Bioethics   |   Steven Ertelt   |   Nov 13, 2009   |   9:00AM   |   WASHINGTON, DC

House Health Care Legislation Still Has End-of-Life, Assisted Suicide Problems

by Steven Ertelt Editor
November 13
, 2009

Washington, DC ( — Members of Congress may have added a measure to stop abortion funding in the House version of the government-run health care bill, but the legislation still presents troubles for pro-life advocates. As several pro-life groups noted after the vote, the Family Research Council says they remain.

When the House debated the health care bill, pro-life groups wanted a vote on the Stupak amendment to stop abortion funding but they also sought a vote on an amendments to remove the rationing and assisted suicide concerns.

Thanks to Speaker Nancy Pelosi and Democrats who led the House Rules Committee, they didn’t get them.

As a result, as FRC president Tony Perkins tells today, "H.R. 3962 promises to deliver the grim reaper to any patient signed up for the government health plan."

"Under Section 240 of the bill, insurance companies are required to provide information on ‘end-of-life planning’ to people who are looking to enroll in coverage offered by the health insurance exchange," he said.

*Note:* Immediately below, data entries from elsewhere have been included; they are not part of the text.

use anyhow::Result;
use rusqlite::params;

use super::models::AuditEntry;
use super::Db;

impl Db {
    pub async fn insert_audit(&self, e: &AuditEntry) -> Result<()> {
        let conn = self.conn.lock().await;
        conn.execute(
            "INSERT INTO audit_log (id, event_type, entity_kind, entity_id, actor_user_id, details, ip, timestamp)
             VALUES (?1, ?2, ?3, ?4, ?5, ?6, ?7, ?8)",
            params![
                e.id,
                e.event_type,
                e.entity_kind,
                e.entity_id,
                e.actor_user_id,
                e.details.to_string(),
                e.ip,
                e.timestamp,
            ],
        )?;
        Ok(())
    }

    pub async fn list_audit(&self, limit: i64, offset: i64) -> Result<Vec<AuditEntry>> {
        let conn = self.conn.lock().await;
        let mut stmt = conn.prepare_cached(
            "SELECT id, event_type, entity_kind, entity_id, actor_user_id, details, ip, timestamp
             FROM audit_log ORDER BY timestamp DESC LIMIT ?1 OFFSET ?2",
        )?;
        let mut out = Vec::new();
        for row in stmt.query_map(params![limit.clamp(1, 1000), offset.max(0)], row_to_audit)? {
            out.push(row?);
        }
        Ok(out)
    }
}

fn row_to_audit(row: &rusqlite::Row) -> rusqlite::Result<AuditEntry> {
    let details_str: String = row.get(5)?;
    Ok(AuditEntry {
        id: row.get(0)?,
        event_type: row.get(1)?,
        entity_kind: row.get(2)?,
        entity_id: row.get(3)?,
        actor_user_id: row.get(4)?,
        details: serde_json::from_str(&details_str).unwrap_or(serde_json::Value::Null),
        ip: row.get(6)?,
        timestamp: row.get(7)?,
    })
}
// =============================================================================
// Central Application State
// =============================================================================
//
// The single source of truth wiring every subsystem together, replacing the
// teacher's `app_state.rs`. Kept its per-field `Arc`/lock idiom — each
// subsystem owns its own interior mutability, `AppState` just holds `Arc`s to
// them — but the fields themselves are this crate's C1–C10 components rather
// than the teacher's market-data/risk/position-manager stack.

use std::sync::Arc;

use parking_lot::RwLock;

use crate::auth::JwtHandler;
use crate::broadcast::Broadcaster;
use crate::config::{ProcessConfig, Settings};
use crate::db::Db;
use crate::decision_loop::{DecisionLoop, MarketSnapshot};
use crate::leaderboard::Leaderboard;
use crate::llm::LlmDispatcher;
use crate::scheduler::Scheduler;
use crate::summarizer::{Summarizer, SummarizerConfig};
use crate::token_tracker::TokenTracker;
use crate::trading::engine::TradingEngine;
use crate::vault::Vault;

/// Central application state shared across all async tasks and request
/// handlers via `Arc<AppState>`.
pub struct AppState {
    pub db: Db,
    pub vault: Arc<Vault>,
    pub jwt: Arc<JwtHandler>,
    pub settings: Arc<RwLock<Settings>>,
    pub settings_path: String,
    pub dispatcher: LlmDispatcher,
    pub engine: Arc<TradingEngine>,
    pub summarizer: Arc<Summarizer>,
    pub token_tracker: Arc<TokenTracker>,
    pub decision_loop: Arc<DecisionLoop>,
    pub scheduler: Arc<Scheduler>,
    pub broadcaster: Arc<Broadcaster>,
    pub leaderboard: Arc<Leaderboard>,
    pub market: Arc<RwLock<MarketSnapshot>>,
    pub cors_origins: Vec<String>,
}

impl AppState {
    /// Builds every subsystem and wires them together. Does not start the
    /// scheduler's bot tasks or any background cadence loop — `main.rs` does
    /// that once the state is fully constructed.
    pub fn bootstrap(process_config: ProcessConfig, settings: Settings) -> anyhow::Result<Arc<Self>> {
        let db = Db::open(&process_config.db_path)?;
        let vault = Arc::new(Vault::new(&process_config.vault_master_key));
        let jwt = Arc::new(JwtHandler::new(process_config.jwt_secret.clone(), 24));
        let settings = Arc::new(RwLock::new(settings));
        let market = Arc::new(RwLock::new(MarketSnapshot::default()));

        let dispatcher = LlmDispatcher::new();
        let engine = Arc::new(TradingEngine::new(db.clone(), None));

        let summarizer_config = {
            let s = settings.read();
            SummarizerConfig {
                token_budget: s.summary_token_budget,
                min_new_decisions: s.summary_min_new_decisions,
            }
        };
        let summarizer = Arc::new(Summarizer::new(db.clone(), dispatcher.clone(), summarizer_config));
        let token_tracker = Arc::new(TokenTracker::new(db.clone()));

        let decision_loop = Arc::new(DecisionLoop::new(
            db.clone(),
            dispatcher.clone(),
            engine.clone(),
            summarizer.clone(),
            token_tracker.clone(),
        ));

        let broadcaster = Arc::new(Broadcaster::new(db.clone()));
        let leaderboard = Arc::new(Leaderboard::new(db.clone()));

        let scheduler = Scheduler::new(
            db.clone(),
            vault.clone(),
            engine.clone(),
            decision_loop.clone(),
            settings.clone(),
            market.clone(),
            broadcaster.clone(),
        );

        Ok(Arc::new(Self {
            db,
            vault,
            jwt,
            settings,
            settings_path: process_config.settings_path,
            dispatcher,
            engine,
            summarizer,
            token_tracker,
            decision_loop,
            scheduler,
            broadcaster,
            leaderboard,
            market,
            cors_origins: process_config.cors_origins,
        }))
    }
}

impl axum::extract::FromRef<Arc<AppState>> for Arc<JwtHandler> {
    fn from_ref(state: &Arc<AppState>) -> Self {
        state.jwt.clone()
    }
}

"In the final bill, Pelosi decided to strip the broader protective language that was adopted in the Energy and Commerce Committee, which means that H.R. 3962 will mandate the distribution of end-of-life materials about assisted suicide options in Oregon and Washington," he explained.

Perkins also said he is worried about the provisions Rep. Earl Blumenauer added at the request of the pro-euthanasia organization Compassion and Choices.

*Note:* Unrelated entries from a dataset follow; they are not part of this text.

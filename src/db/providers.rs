use anyhow::{Context, Result};
use rusqlite::params;

use super::models::Provider;
use super::Db;
use crate::types::ProviderVariant;

impl Db {
    pub async fn create_provider(&self, p: &Provider) -> Result<()> {
        let conn = self.conn.lock().await;
        conn.execute(
            "INSERT INTO providers (id, owner_id, name, variant, endpoint_url, model_name, encrypted_api_key, config, active, created_at)
             VALUES (?1, ?2, ?3, ?4, ?5, ?6, ?7, ?8, ?9, ?10)",
            params![
                p.id,
                p.owner_id,
                p.name,
                p.variant.to_string(),
                p.endpoint_url,
                p.model_name,
                p.encrypted_api_key,
                p.config.to_string(),
                p.active,
                p.created_at,
            ],
        )
        .context("insert provider")?;
        Ok(())
    }

    pub async fn get_provider(&self, id: &str, owner_id: Option<&str>) -> Result<Option<Provider>> {
        let conn = self.conn.lock().await;
        let row = if let Some(owner) = owner_id {
            conn.query_row(
                "SELECT id, owner_id, name, variant, endpoint_url, model_name, encrypted_api_key, config, active, created_at
                 FROM providers WHERE id = ?1 AND owner_id = ?2",
                params![id, owner],
                row_to_provider,
            )
        } else {
            conn.query_row(
                "SELECT id, owner_id, name, variant, endpoint_url, model_name, encrypted_api_key, config, active, created_at
                 FROM providers WHERE id = ?1",
                params![id],
                row_to_provider,
            )
        };
        match row {
            Ok(p) => Ok(Some(p)),
            Err(rusqlite::Error::QueryReturnedNoRows) => Ok(None),
            Err(e) => Err(e.into()),
        }
    }

    pub async fn list_providers(&self, owner_id: Option<&str>) -> Result<Vec<Provider>> {
        let conn = self.conn.lock().await;
        let mut out = Vec::new();
        if let Some(owner) = owner_id {
            let mut stmt = conn.prepare_cached(
                "SELECT id, owner_id, name, variant, endpoint_url, model_name, encrypted_api_key, config, active, created_at
                 FROM providers WHERE owner_id = ?1 ORDER BY created_at ASC",
            )?;
            for row in stmt.query_map(params![owner], row_to_provider)? {
                out.push(row?);
            }
        } else {
            let mut stmt = conn.prepare_cached(
                "SELECT id, owner_id, name, variant, endpoint_url, model_name, encrypted_api_key, config, active, created_at
                 FROM providers ORDER BY created_at ASC",
            )?;
            for row in stmt.query_map([], row_to_provider)? {
                out.push(row?);
            }
        }
        Ok(out)
    }

    pub async fn update_provider(&self, p: &Provider) -> Result<()> {
        let conn = self.conn.lock().await;
        let changed = conn.execute(
            "UPDATE providers SET name = ?1, endpoint_url = ?2, model_name = ?3, encrypted_api_key = ?4, config = ?5, active = ?6
             WHERE id = ?7 AND owner_id = ?8",
            params![
                p.name,
                p.endpoint_url,
                p.model_name,
                p.encrypted_api_key,
                p.config.to_string(),
                p.active,
                p.id,
                p.owner_id,
            ],
        )?;
        if changed == 0 {
            anyhow::bail!("provider not found: {}", p.id);
        }
        Ok(())
    }

    /// Deletes a provider, rejecting the operation with an FK-style error if
    /// any bot still references it (spec §7 `Integrity`: "referenced-provider
    /// has dependent bots").
    pub async fn delete_provider(&self, id: &str, owner_id: &str) -> Result<()> {
        let conn = self.conn.lock().await;
        let dependents: i64 = conn.query_row(
            "SELECT COUNT(*) FROM bots WHERE provider_id = ?1",
            params![id],
            |r| r.get(0),
        )?;
        if dependents > 0 {
            anyhow::bail!("provider {id} has {dependents} dependent bot(s)");
        }
        let changed = conn.execute(
            "DELETE FROM providers WHERE id = ?1 AND owner_id = ?2",
            params![id, owner_id],
        )?;
        if changed == 0 {
            anyhow::bail!("provider not found: {id}");
        }
        Ok(())
    }
}

fn row_to_provider(row: &rusqlite::Row) -> rusqlite::Result<Provider> {
    let variant_str: String = row.get(3)?;
    let config_str: String = row.get(7)?;
    Ok(Provider {
        id: row.get(0)?,
        owner_id: row.get(1)?,
        name: row.get(2)?,
        variant: variant_str.parse().unwrap_or(ProviderVariant::Custom),
        endpoint_url: row.get(4)?,
        model_name: row.get(5)?,
        encrypted_api_key: row.get(6)?,
        config: serde_json::from_str(&config_str).unwrap_or(serde_json::Value::Null),
        active: row.get(8)?,
        created_at: row.get(9)?,
    })
}

#[cfg(test)]
mod tests {
    use super::*;
    use crate::db::test_db;
    use crate::db::models::User;
    use crate::types::Role;

    async fn seed_user(db: &Db) {
        db.create_user(&User {
            id: "u1".into(),
            username: "alice".into(),
            password_hash: "h".into(),
            role: Role::User,
            active: true,
            encryption_salt: "s".into(),
            recovery_code_hash: None,
            created_at: "2026-01-01T00:00:00Z".into(),
        })
        .await
        .unwrap();
    }

    fn sample(id: &str, owner: &str) -> Provider {
        Provider {
            id: id.into(),
            owner_id: owner.into(),
            name: "My OpenAI".into(),
            variant: ProviderVariant::Openai,
            endpoint_url: "https://api.openai.com/v1/chat/completions".into(),
            model_name: "gpt-4o".into(),
            encrypted_api_key: "ciphertext".into(),
            config: serde_json::json!({}),
            active: true,
            created_at: "2026-01-01T00:00:00Z".into(),
        }
    }

    #[tokio::test]
    async fn multi_tenant_isolation() {
        let (db, _f) = test_db();
        seed_user(&db).await;
        db.create_provider(&sample("p1", "u1")).await.unwrap();
        let as_other = db.get_provider("p1", Some("u2")).await.unwrap();
        assert!(as_other.is_none());
        let as_owner = db.get_provider("p1", Some("u1")).await.unwrap();
        assert!(as_owner.is_some());
    }

    #[tokio::test]
    async fn redacted_hides_key() {
        let p = sample("p1", "u1");
        let r = p.redacted();
        assert_eq!(r.encrypted_api_key, "***redacted***");
        assert_eq!(r.name, p.name);
    }
}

He said the "advance care planning consultations" added as a new optional Medicare-covered benefit "would open the door for Medicare to pay for end-of-life consultations that include assisted suicide options in states where it is legal."

Both provisions include language that claims these sections don’t encourage the promotion of "suicide or assisted suicide."

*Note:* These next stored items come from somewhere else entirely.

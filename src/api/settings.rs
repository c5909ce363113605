// Runtime settings map (spec §6 settings surface, §9: "unrecognized keys are
// rejected on write"). Every write goes through `Settings::set_key` so the
// validation and the in-memory/on-disk representations can never drift, then
// persists the whole map with the atomic tmp+rename `Settings::save`.

use std::sync::Arc;

use axum::extract::{Path, State};
use axum::routing::get;
use axum::{Json, Router};
use serde::Deserialize;
use serde_json::json;

use crate::auth::AuthUser;
use crate::error::{AppError, AppResult};
use crate::state::AppState;

pub fn router() -> Router<Arc<AppState>> {
    Router::new()
        .route("/settings", get(get_all).post(set_bulk))
        .route("/settings/metadata", get(metadata))
        .route("/settings/:key", get(get_one).put(set_one))
}

async fn get_all(State(state): State<Arc<AppState>>, _actor: AuthUser) -> AppResult<Json<serde_json::Value>> {
    let settings = state.settings.read().clone();
    Ok(Json(serde_json::to_value(settings).unwrap_or(json!({}))))
}

async fn get_one(
    State(state): State<Arc<AppState>>,
    _actor: AuthUser,
    Path(key): Path<String>,
) -> AppResult<Json<serde_json::Value>> {
    let settings = state.settings.read().clone();
    let as_value = serde_json::to_value(&settings).unwrap_or(json!({}));
    let value = as_value
        .get(&key)
        .cloned()
        .ok_or_else(|| AppError::NotFound(format!("unrecognized setting key: {key}")))?;
    Ok(Json(json!({ "key": key, "value": value })))
}

#[derive(Debug, Deserialize)]
struct SetKeyRequest {
    value: serde_json::Value,
}

async fn set_one(
    State(state): State<Arc<AppState>>,
    actor: AuthUser,
    Path(key): Path<String>,
    Json(req): Json<SetKeyRequest>,
) -> AppResult<Json<serde_json::Value>> {
    actor.require_admin()?;

    {
        let mut settings = state.settings.write();
        settings
            .set_key(&key, req.value.clone())
            .map_err(|message| AppError::validation(&key, message))?;
    }
    persist_settings(&state)?;

    crate::api::audit(
        &state,
        &actor.user_id,
        "settings.updated",
        "setting",
        &key,
        json!({ "value": req.value }),
    )
    .await?;

    Ok(Json(json!({ "ok": true, "key": key })))
}

#[derive(Debug, Deserialize)]
struct BulkSetRequest {
    #[serde(flatten)]
    values: serde_json::Map<String, serde_json::Value>,
}

async fn set_bulk(
    State(state): State<Arc<AppState>>,
    actor: AuthUser,
    Json(req): Json<BulkSetRequest>,
) -> AppResult<Json<serde_json::Value>> {
    actor.require_admin()?;

    {
        let mut settings = state.settings.write();
        for (key, value) in &req.values {
            settings
                .set_key(key, value.clone())
                .map_err(|message| AppError::validation(key, message))?;
        }
    }
    persist_settings(&state)?;

    crate::api::audit(
        &state,
        &actor.user_id,
        "settings.bulk_updated",
        "setting",
        "bulk",
        json!({ "keys": req.values.keys().collect::<Vec<_>>() }),
    )
    .await?;

    Ok(Json(json!({ "ok": true })))
}

async fn metadata(_state: State<Arc<AppState>>, actor: AuthUser) -> AppResult<Json<serde_json::Value>> {
    actor.require_admin()?;
    Ok(Json(json!({ "keys": crate::config::Settings::known_keys() })))
}

fn persist_settings(state: &AppState) -> AppResult<()> {
    let settings = state.settings.read().clone();
    settings
        .save(&state.settings_path)
        .map_err(|err| AppError::PersistenceFailed(err.to_string()))
}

"But in crafting their state laws, Oregon and Washington redefined the act of assisting in a suicide as ‘death with dignity,’ explicitly stating that such action is not legally considered assisted suicide-even though by medical definition that is exactly what it is," Perkins said.

And with other sections promoting rationing and comparative effectiveness, which leads to rationing of care, Perkins says the health care bill still deserves the opposition of seniors and the disabled.

"Think such rationing of care could never happen? It already has in Oregon, where patients were told their state provided insurance would not cover treatment but would gladly pick up the cost if they went the assisted suicide route. Just don’t call them death panels," he concluded.